In a privately held company, the shares of stock are all owned by a small group of people who know one another. They buy and sell their shares amongst themselves. A publicly held company is owned by thousands of people who trade their shares on a public stock exchange.
An issued share is simply a share that has been given to an investor, whereas outstanding shares refer to all the shares that have been issued by a company.
Not to be confused with authorized shares, outstanding shares refer to the number of stocks that a company has issued. This number represents all the shares that can be bought and sold by the public, as well as all the restricted shares that require special permission before being transacted.
Owning shares means you’re also a company owner.
When you buy shares, you’re buying a share of the company’s assets and its profits. In fact (and in law), you’re a part owner of the company.
If you know the market cap of a company and you know its share price, then figuring out the number of outstanding shares is easy. Just take the market capitalization figure and divide it by the share price. The result is the number of shares on which the market capitalization number was based.

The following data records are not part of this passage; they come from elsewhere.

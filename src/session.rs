//! The active chat session: selected model, conversation, and credentials.
//!
//! One [`ChatSession`] is handed by `&mut` to whatever drives a turn. Because a
//! turn borrows the session for its whole duration, nothing else can mutate
//! the conversation while a reply is in flight.

use crate::client::ChatClient;
use crate::conversation::{Conversation, Role};
use crate::error::Result;
use crate::reconcile::StreamReconciler;
use crate::registry::{self, ModelDescriptor, ModelId, Routing};
use crate::request::{self, OutboundRequest};
use futures::StreamExt;
use std::time::{Duration, Instant};
use tracing::{debug, info, warn};

/// Summary of a completed turn.
#[derive(Debug, Clone, PartialEq, Eq)]
pub struct TurnOutcome {
    pub routing: Routing,
    pub latency: Duration,
    /// Fragments received; always 0 for single-shot replies.
    pub fragments: usize,
    pub reply: String,
}

#[derive(Debug)]
pub struct ChatSession {
    model: &'static ModelDescriptor,
    conversation: Conversation,
    token: Option<String>,
}

impl ChatSession {
    pub fn new(model: ModelId) -> Self {
        Self {
            model: model.descriptor(),
            conversation: Conversation::new(),
            token: None,
        }
    }

    pub fn with_token(mut self, token: Option<String>) -> Self {
        self.token = token;
        self
    }

    pub fn model(&self) -> &'static ModelDescriptor {
        self.model
    }

    pub fn conversation(&self) -> &Conversation {
        &self.conversation
    }

    pub fn token(&self) -> Option<&str> {
        self.token.as_deref()
    }

    pub fn set_token(&mut self, token: Option<String>) {
        self.token = token;
    }

    /// Switch models. History and persona eligibility belong to a model, so a
    /// different selection starts a fresh conversation.
    pub fn select_model(&mut self, model_id: &str) -> Result<&'static ModelDescriptor> {
        let next = registry::resolve(model_id)?;
        if next.id != self.model.id {
            info!(from = %self.model.id, to = %next.id, "model switched");
            self.model = next;
            self.conversation.reset();
        }
        Ok(self.model)
    }

    pub fn reset(&mut self) {
        self.conversation.reset();
    }

    /// Abandon whatever turn is in flight. Text merged so far is kept.
    pub fn cancel_turn(&mut self) {
        if !self.conversation.is_idle() {
            warn!(state = %self.conversation.state(), "turn cancelled");
            self.conversation.abort_turn();
        }
    }

    /// Run one user turn.
    ///
    /// `on_delta` sees each piece of reply text as it is merged: once for a
    /// single-shot reply, once per fragment when streaming. Blank input returns
    /// `Ok(None)`. A failed exchange leaves the user's message and any
    /// streamed text in place and returns the session to idle.
    pub async fn submit<F>(
        &mut self,
        client: &ChatClient,
        text: &str,
        mut on_delta: F,
    ) -> Result<Option<TurnOutcome>>
    where
        F: FnMut(&str),
    {
        let Some(outbound) = request::build_request(self.model, &mut self.conversation, text)?
        else {
            return Ok(None);
        };
        self.conversation.begin_turn()?;

        let started = Instant::now();
        let result = match outbound.routing {
            Routing::SingleShot => self.run_single_shot(client, &outbound, &mut on_delta).await,
            Routing::Streaming => self.run_stream(client, &outbound, &mut on_delta).await,
        };

        match result {
            Ok(fragments) => {
                let latency = started.elapsed();
                self.conversation.set_latency(latency);
                let reply = self
                    .conversation
                    .last()
                    .filter(|m| m.role == Role::Assistant)
                    .map(|m| m.content.clone())
                    .unwrap_or_default();
                debug!(
                    model = %self.model.id,
                    latency_ms = latency.as_millis() as u64,
                    fragments,
                    "turn complete"
                );
                Ok(Some(TurnOutcome {
                    routing: outbound.routing,
                    latency,
                    fragments,
                    reply,
                }))
            }
            Err(e) => {
                warn!(model = %self.model.id, "turn failed: {e}");
                self.conversation.abort_turn();
                Err(e)
            }
        }
    }

    async fn run_single_shot<F: FnMut(&str)>(
        &mut self,
        client: &ChatClient,
        outbound: &OutboundRequest,
        on_delta: &mut F,
    ) -> Result<usize> {
        let reply = client
            .send(outbound.endpoint, &outbound.payload, self.token.as_deref())
            .await?;
        on_delta(&reply);
        self.conversation.complete_assistant_turn(reply)?;
        Ok(0)
    }

    async fn run_stream<F: FnMut(&str)>(
        &mut self,
        client: &ChatClient,
        outbound: &OutboundRequest,
        on_delta: &mut F,
    ) -> Result<usize> {
        let mut fragments = client
            .stream(outbound.endpoint, &outbound.payload, self.token.as_deref())
            .await?;

        let mut reconciler = StreamReconciler::new(&mut self.conversation);
        while let Some(fragment) = fragments.next().await {
            let fragment = fragment?;
            let novel = reconciler.apply(&fragment)?;
            if !novel.is_empty() {
                on_delta(novel);
            }
        }
        reconciler.finish()
    }
}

Shares outstanding refer to a company’s stock currently held by all its shareholders, including share blocks held by institutional investors and restricted shares owned by the company’s officers and insiders. Outstanding shares are shown on a company’s balance sheet under the heading “Capital Stock.”
Outstanding shares are the total number of common stocks owned by investors. … They also do not include preferred shares, which are stocks that do not carry shareholder voting rights, but do give their owners some ownership rights and pay a fixed dividend.
Shares outstanding refers to the total number of shares a company has issued, while the public float — also referred to as floating shares or “the float” — are shares that are publicly owned, unrestricted and available on the open market.
Outstanding shares can never exceed the authorized number, since the authorized shares total is the maximum number of shares that a company can issue.
Outstanding Stock
Holders have the voting rights associated with the particular stock issue. If shareholders put forth an initiative for a vote, outstanding stock provides the voting roll.
Shares outstanding is just the amount of all the company’s stock that’s in the hands of its stockholders. By itself, it is not intrinsically good or bad. … Shares outstanding are useful for calculating many widely used measures of a company, like its market capitalization and earnings per share.
Specialists and market makers always have enough shares in their inventory to sell to you, but even if they run out of shares, they always can borrow them from someone else. These professionals make money when they trade, so they will always find a way to accommodate a buy order at a small profit.